Het totale aanbod en de totale vraag is het totale aanbod en de totale vraag van alle goederen en diensten in een economie. De meeste landen hebben economieën die bestaan uit afzonderlijke industrieën en sectoren, waarbij elke economie bijdraagt aan de algemene economie. De vraag van consumenten naar goederen en diensten beïnvloedt hoe bedrijven aan die vraag zullen voldoen met producten. Dit creëert een symbiotische relatie waarmee bedrijven kunnen bepalen welk product het meest winstgevend is om te produceren. De studie van vraag en aanbod staat bekend als macro-economie.
Macro-economie is een top-down blik op een economie. In plaats van zich te concentreren op economische transacties op individueel niveau, probeert het de verschuivingen of veranderingen in een economie te ontdekken door overheidsbeleid en natuurlijke marktkrachten. Totale vraag en aanbod spelen een belangrijke rol in de macro-economische studie. Veranderingen in werkloosheid, nationale inkomensniveaus, groeicijfers, inflatie, prijsniveaus en bruto binnenlands product hebben allemaal invloed op beide kanten van deze economische vergelijking.
Deze twee factoren worden meestal weergegeven door krommen op een grafische kaart.
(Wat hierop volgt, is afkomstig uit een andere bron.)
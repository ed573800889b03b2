// ============================================================================
// Journaler
// Output bus subscriber appending every event to an event store
// ============================================================================

use super::JournalRecord;
use crate::interfaces::{EventStore, EventSubscriber, SequencedEvent, SubscriberError};

/// Default number of records between flushes
pub const DEFAULT_FLUSH_EVERY: usize = 64;

/// Persists the output stream.
///
/// Records are flushed every `flush_every` appends and on shutdown. A retried
/// event is appended once: only the pending flush is repeated.
pub struct Journaler<S: EventStore> {
    store: S,
    flush_every: usize,
    unflushed: usize,
    last_sequence: u64,
}

impl<S: EventStore> Journaler<S> {
    pub fn new(store: S) -> Self {
        Self {
            store,
            flush_every: DEFAULT_FLUSH_EVERY,
            unflushed: 0,
            last_sequence: 0,
        }
    }

    /// Builder method: Flush after this many records (1 flushes every record)
    pub fn with_flush_every(mut self, flush_every: usize) -> Self {
        self.flush_every = flush_every.max(1);
        self
    }

    pub fn store(&self) -> &S {
        &self.store
    }

    pub fn last_sequence(&self) -> u64 {
        self.last_sequence
    }
}

impl<S: EventStore> EventSubscriber for Journaler<S> {
    fn name(&self) -> &str {
        "journaler"
    }

    fn on_event(&mut self, event: &SequencedEvent) -> Result<(), SubscriberError> {
        if event.sequence > self.last_sequence {
            self.store.append(&JournalRecord::from_event(event))?;
            self.last_sequence = event.sequence;
            self.unflushed += 1;
        }

        if self.unflushed >= self.flush_every {
            self.store.flush()?;
            self.unflushed = 0;
        }
        Ok(())
    }

    fn on_shutdown(&mut self) -> Result<(), SubscriberError> {
        self.store.flush()?;
        self.unflushed = 0;
        tracing::info!(last_sequence = self.last_sequence, "Journal flushed");
        Ok(())
    }
}
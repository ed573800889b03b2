// ============================================================================
// Numeric Module
// Decimal value types for prices and volumes
// ============================================================================
//
// This module provides:
// - Price: non-negative decimal that orders the book
// - Volume: non-negative decimal with underflow-checked subtraction
// - NumericError: Error types for construction and arithmetic
//
// Design principles:
// - No floating-point operations
// - Construction and subtraction return Result (no silent negatives)
// - Backed by rust_decimal so 493.34 stays exactly 493.34

mod errors;
mod price;
mod volume;

pub use errors::{NumericError, NumericResult};
pub use price::Price;
pub use volume::Volume;
// ============================================================================
// Event Subscriber Interface
// Consumers attached to the output bus, each driven by its own thread
// ============================================================================

use super::OutputEvent;
use crate::journal::JournalError;
use serde::{Deserialize, Serialize};
use std::sync::Arc;
use thiserror::Error;

/// An output event stamped with its position in the global event stream
#[derive(Debug, Clone, PartialEq, Eq, Serialize, Deserialize)]
pub struct SequencedEvent {
    pub sequence: u64,
    pub event: OutputEvent,
}

impl SequencedEvent {
    pub fn new(sequence: u64, event: OutputEvent) -> Self {
        Self { sequence, event }
    }
}

#[derive(Debug, Error)]
pub enum SubscriberError {
    #[error(transparent)]
    Journal(#[from] JournalError),

    #[error("{subscriber} failed: {reason}")]
    Failed { subscriber: String, reason: String },
}

impl SubscriberError {
    pub fn failed(subscriber: impl Into<String>, reason: impl Into<String>) -> Self {
        SubscriberError::Failed {
            subscriber: subscriber.into(),
            reason: reason.into(),
        }
    }
}

/// A consumer of the full output event stream
///
/// Events arrive in global sequence order. A returned error makes the bus
/// retry the same event with backoff; the subscriber does not see the next
/// event until this one succeeds.
pub trait EventSubscriber: Send + 'static {
    /// Name used in logs and statistics
    fn name(&self) -> &str;

    fn on_event(&mut self, event: &SequencedEvent) -> Result<(), SubscriberError>;

    /// Called once after the last event, before the worker exits
    fn on_shutdown(&mut self) -> Result<(), SubscriberError> {
        Ok(())
    }
}

/// Events shared between subscriber channels
pub type SharedEvent = Arc<SequencedEvent>;
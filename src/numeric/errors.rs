// ============================================================================
// Numeric Errors
// Error types for price and volume arithmetic
// ============================================================================

use rust_decimal::Decimal;
use thiserror::Error;

/// Errors that can occur while building or combining prices and volumes.
#[derive(Debug, Clone, Copy, PartialEq, Eq, Hash, Error)]
pub enum NumericError {
    /// A value that must never be negative was negative
    #[error("negative value not allowed: {0}")]
    Negative(Decimal),
    /// Subtraction would have produced a negative volume
    #[error("arithmetic underflow: {minuend} - {subtrahend} is negative")]
    Underflow {
        minuend: Decimal,
        subtrahend: Decimal,
    },
    /// Result exceeded the decimal range
    #[error("arithmetic overflow: result exceeded maximum value")]
    Overflow,
    /// Input string could not be parsed
    #[error("invalid input: could not parse value")]
    InvalidInput,
}

/// Result type alias for numeric operations
pub type NumericResult<T> = Result<T, NumericError>;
De aanbodcurve begint links onderaan en loopt schuin omhoog naar de rechterbovenhoek van de grafiek. Hoewel het geen eenvoudige som is van alle individuele aanbodcurven in de economie, zal een laag aanbod een vlakke aanbodcurve vertegenwoordigen. Naarmate meer bedrijven producten produceren, wordt de aanbodcurve meer verticaal naarmate de grafiek hoger wordt.
De geaggregeerde vraagcurve begint links bovenaan de grafiek en loopt naar beneden af in de richting rechtsonder in de grafiek. Deze curve neemt af vanwege consumptie en het reële welvaartseffect. Een stijging van de rentetarieven door de centrale bank zal leiden tot een lagere vraag naarmate de koopkracht afneemt. Het reële welvaartseffect dwingt de vraag naarmate de prijs voor goederen en diensten stijgt, waardoor de vraag afneemt.
Het totale aanbod en de totale vraag beïnvloeden de prijs van producten. Elke curve snijdt op een bepaald punt in de grafiek; dit vertegenwoordigt het evenwichtspunt voor goederen en diensten. Tegen deze prijs zullen consumenten doorgaans de meeste producten kopen. Verschuivingen treden op wanneer het monetaire beleid de geldhoeveelheid verhoogt of verlaagt. Een los geldbeleid heeft de neiging om vraag en aanbod te verhogen naarmate er meer geld bestaat voor bedrijfsinvesteringen en consumptie, terwijl een krap geldaanbod het tegenovergestelde effect heeft. Bovendien zullen meer overheidsregelingen of belastingen de economie vertragen, omdat deze factoren de toetredingsdrempels verhogen of individuen en bedrijven voor economische activiteit bestraffen.